This year’s Ridvan message from the Universal House of Justice is notable for the announcement of several building projects for local and national Houses of Worship. The House of Justice notes that as the process of entry by troops is advanced enough to merit the construction of a national Mashriqu’l-Adhkar in the Democratic Republic of the Congo and in Papua New Guinea.

According to the House of Justice, the construction of the Temple in Chile and these new houses of worship mark the “Fifth Epoch of the Formative Age of the Faith”.

As well, several local Houses of Worship will be built in select localities. These should be familiar to Baha’is if they have been keeping up with the news of international teaching successes. A document from 2008, “Attaining the dynamics growth: Glimpses from ?ve continents” prepared by the International Teaching Center outlined several of these localities.
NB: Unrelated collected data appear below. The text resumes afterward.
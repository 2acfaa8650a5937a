// crates/studio-proxy-config/src/keys.rs
// ============================================================================
// Module: Env Key Registry
// Description: Canonical list of recognized env keys, kinds and defaults.
// Purpose: Single source of truth for loading, lint, template, docs, schema.
// Dependencies: serde_json, url
// ============================================================================

//! ## Overview
//! Every recognized key is declared once in [`KEY_SPECS`] with its section,
//! value kind, default and description. The typed loader, lint pass, env
//! template, markdown docs and JSON schema are all derived from this table,
//! so adding a key here is the only step needed to surface it everywhere.
//!
//! ## Invariants
//! - Key names are unique and uppercase.
//! - Every default parses under its own kind and is canonically spelled.

// ============================================================================
// SECTION: Imports
// ============================================================================

use std::time::Duration;

use url::Url;

// ============================================================================
// SECTION: Constants
// ============================================================================

/// Upper bound for millisecond timeouts (one hour).
pub const MAX_MILLIS: u64 = 3_600_000;

/// Proxy URL schemes accepted for proxy keys.
pub const PROXY_SCHEMES: &[&str] = &["http", "https", "socks4", "socks5", "socks5h"];

/// Canonical spellings for `SERVER_LOG_LEVEL`.
pub const LOG_LEVELS: &[&str] = &["DEBUG", "INFO", "WARNING", "ERROR", "CRITICAL"];

/// Canonical spellings for `LAUNCH_MODE`.
pub const LAUNCH_MODES: &[&str] =
    &["normal", "headless", "virtual_display", "direct_debug_no_browser"];

/// Accepted truthy spellings for boolean values.
const TRUE_VALUES: &[&str] = &["true", "1", "yes", "on"];

/// Accepted falsy spellings for boolean values.
const FALSE_VALUES: &[&str] = &["false", "0", "no", "off"];

// ============================================================================
// SECTION: Types
// ============================================================================

/// Value interpretation for an env key.
#[derive(Debug, Clone, Copy, PartialEq)]
pub enum ValueKind {
    /// TCP port; zero optionally disables the service.
    Port {
        /// Whether `0` is accepted.
        allow_zero: bool,
    },
    /// Signed integer with an inclusive range.
    Integer {
        /// Minimum accepted value.
        min: i64,
        /// Maximum accepted value.
        max: i64,
    },
    /// Finite float with an inclusive range.
    Float {
        /// Minimum accepted value.
        min: f64,
        /// Maximum accepted value.
        max: f64,
    },
    /// Boolean flag.
    Bool,
    /// One of a fixed set of options, matched case-insensitively.
    Enum(&'static [&'static str]),
    /// Duration in integer milliseconds with an inclusive range.
    Millis {
        /// Minimum accepted value.
        min: u64,
        /// Maximum accepted value.
        max: u64,
    },
    /// Docker-style duration such as `30s` or `1m30s`.
    DockerDuration,
    /// JSON array of strings.
    JsonStringArray,
    /// Free-form text.
    Text {
        /// Whether an empty value is accepted.
        allow_empty: bool,
    },
    /// Optional proxy URL; empty disables.
    ProxyUrl,
    /// Comma- or semicolon-separated host patterns.
    HostList,
}

impl ValueKind {
    /// Returns a short type label used in docs and lint messages.
    #[must_use]
    pub fn label(&self) -> String {
        match self {
            Self::Port {
                allow_zero: true,
            } => "port (0 disables)".to_string(),
            Self::Port {
                allow_zero: false,
            } => "port".to_string(),
            Self::Integer {
                min,
                max,
            } => format!("integer ({min}-{max})"),
            Self::Float {
                min,
                max,
            } => format!("float ({min}-{max})"),
            Self::Bool => "bool".to_string(),
            Self::Enum(options) => format!("enum ({})", options.join(", ")),
            Self::Millis {
                min,
                max,
            } => format!("milliseconds ({min}-{max})"),
            Self::DockerDuration => "duration (e.g. 30s, 1m30s)".to_string(),
            Self::JsonStringArray => "JSON string array".to_string(),
            Self::Text {
                allow_empty: true,
            } => "string (may be empty)".to_string(),
            Self::Text {
                allow_empty: false,
            } => "string".to_string(),
            Self::ProxyUrl => "proxy URL (may be empty)".to_string(),
            Self::HostList => "host list".to_string(),
        }
    }
}

/// Logical grouping of keys in the template and docs.
#[derive(Debug, Clone, Copy, PartialEq, Eq, PartialOrd, Ord)]
pub enum Section {
    /// Host and container ports.
    Ports,
    /// Outbound proxy settings.
    Proxy,
    /// Log level and debug switches.
    Logging,
    /// Authentication state handling.
    Auth,
    /// Browser launch behavior.
    Browser,
    /// Default generation parameters.
    Generation,
    /// Upload retention and cleanup.
    Cleanup,
    /// Browser interaction timeouts.
    Timeouts,
    /// Userscript injection.
    Scripts,
    /// Model naming and identifiers.
    Model,
    /// Container health checks.
    Health,
}

impl Section {
    /// All sections in render order.
    pub const ALL: &'static [Self] = &[
        Self::Ports,
        Self::Proxy,
        Self::Logging,
        Self::Auth,
        Self::Browser,
        Self::Generation,
        Self::Cleanup,
        Self::Timeouts,
        Self::Scripts,
        Self::Model,
        Self::Health,
    ];

    /// Returns the section heading.
    #[must_use]
    pub const fn title(self) -> &'static str {
        match self {
            Self::Ports => "Ports",
            Self::Proxy => "Proxy",
            Self::Logging => "Logging",
            Self::Auth => "Auth",
            Self::Browser => "Browser",
            Self::Generation => "Generation Defaults",
            Self::Cleanup => "Upload Cleanup",
            Self::Timeouts => "Timeouts",
            Self::Scripts => "Script Injection",
            Self::Model => "Model",
            Self::Health => "Health Check",
        }
    }

    /// Returns a one-line section description.
    #[must_use]
    pub const fn description(self) -> &'static str {
        match self {
            Self::Ports => "Container ports and the host ports they are published on.",
            Self::Proxy => "Outbound proxy used by the browser and API clients.",
            Self::Logging => "Server log level and verbose logging switches.",
            Self::Auth => "Saving and confirming browser authentication state.",
            Self::Browser => "How the automation browser is launched.",
            Self::Generation => "Defaults applied when a request omits a generation parameter.",
            Self::Cleanup => "Retention and sweep interval for uploaded files.",
            Self::Timeouts => "Polling, silence, click, clipboard and element-wait timeouts.",
            Self::Scripts => "Userscript injected into the browser page.",
            Self::Model => "Model naming, completion id prefix and fallback model.",
            Self::Health => "Docker health check schedule.",
        }
    }
}

/// Declaration of a single env key.
#[derive(Debug, Clone, Copy, PartialEq)]
pub struct KeySpec {
    /// Uppercase key name.
    pub name: &'static str,
    /// Section the key is grouped under.
    pub section: Section,
    /// Value interpretation.
    pub kind: ValueKind,
    /// Default value used when the key is absent.
    pub default: &'static str,
    /// Operator-facing description.
    pub description: &'static str,
}

/// A parsed env value.
#[derive(Debug, Clone, PartialEq)]
pub enum TypedValue {
    /// Integer or port value.
    Int(i64),
    /// Float value.
    Float(f64),
    /// Boolean value.
    Bool(bool),
    /// Text, canonical enum or proxy URL value.
    Text(String),
    /// String list value.
    List(Vec<String>),
    /// Millisecond duration value.
    Millis(u64),
    /// Docker-style duration value.
    Duration(Duration),
}

// ============================================================================
// SECTION: Registry
// ============================================================================

/// Builds a [`KeySpec`] entry.
const fn key(
    name: &'static str,
    section: Section,
    kind: ValueKind,
    default: &'static str,
    description: &'static str,
) -> KeySpec {
    KeySpec {
        name,
        section,
        kind,
        default,
        description,
    }
}

/// Millisecond kind that must be strictly positive.
const POSITIVE_MS: ValueKind = ValueKind::Millis {
    min: 1,
    max: MAX_MILLIS,
};

/// Millisecond kind that may be zero.
const DELAY_MS: ValueKind = ValueKind::Millis {
    min: 0,
    max: MAX_MILLIS,
};

/// Boolean kind.
const BOOL: ValueKind = ValueKind::Bool;

/// Non-empty text kind.
const TEXT: ValueKind = ValueKind::Text {
    allow_empty: false,
};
Among them: Bihar Sharif in India which is a predominantly rural area with 1200 villages each with 1000 average population. Matunda Soy and Tiriki West clusters in Kenya were noted for their achievements in the 2008 Regional conference as part of the international Five Year conferences. A personal Baha’i blog from Tiriki West cluster offers a bit more detail. Another locality with this distinction is Norte del Cauca in Colombia which is the site of the original Ruhi courses.

ruhi norte del cauca

Battambang in Cambodia was the site of a regional conference in 2009 with Baha’is participating from Laos, Thailand, Vietnam and Cambodia. Finally Tanna in the Pacific island of Vanuatu will also be a site for a local house of worship.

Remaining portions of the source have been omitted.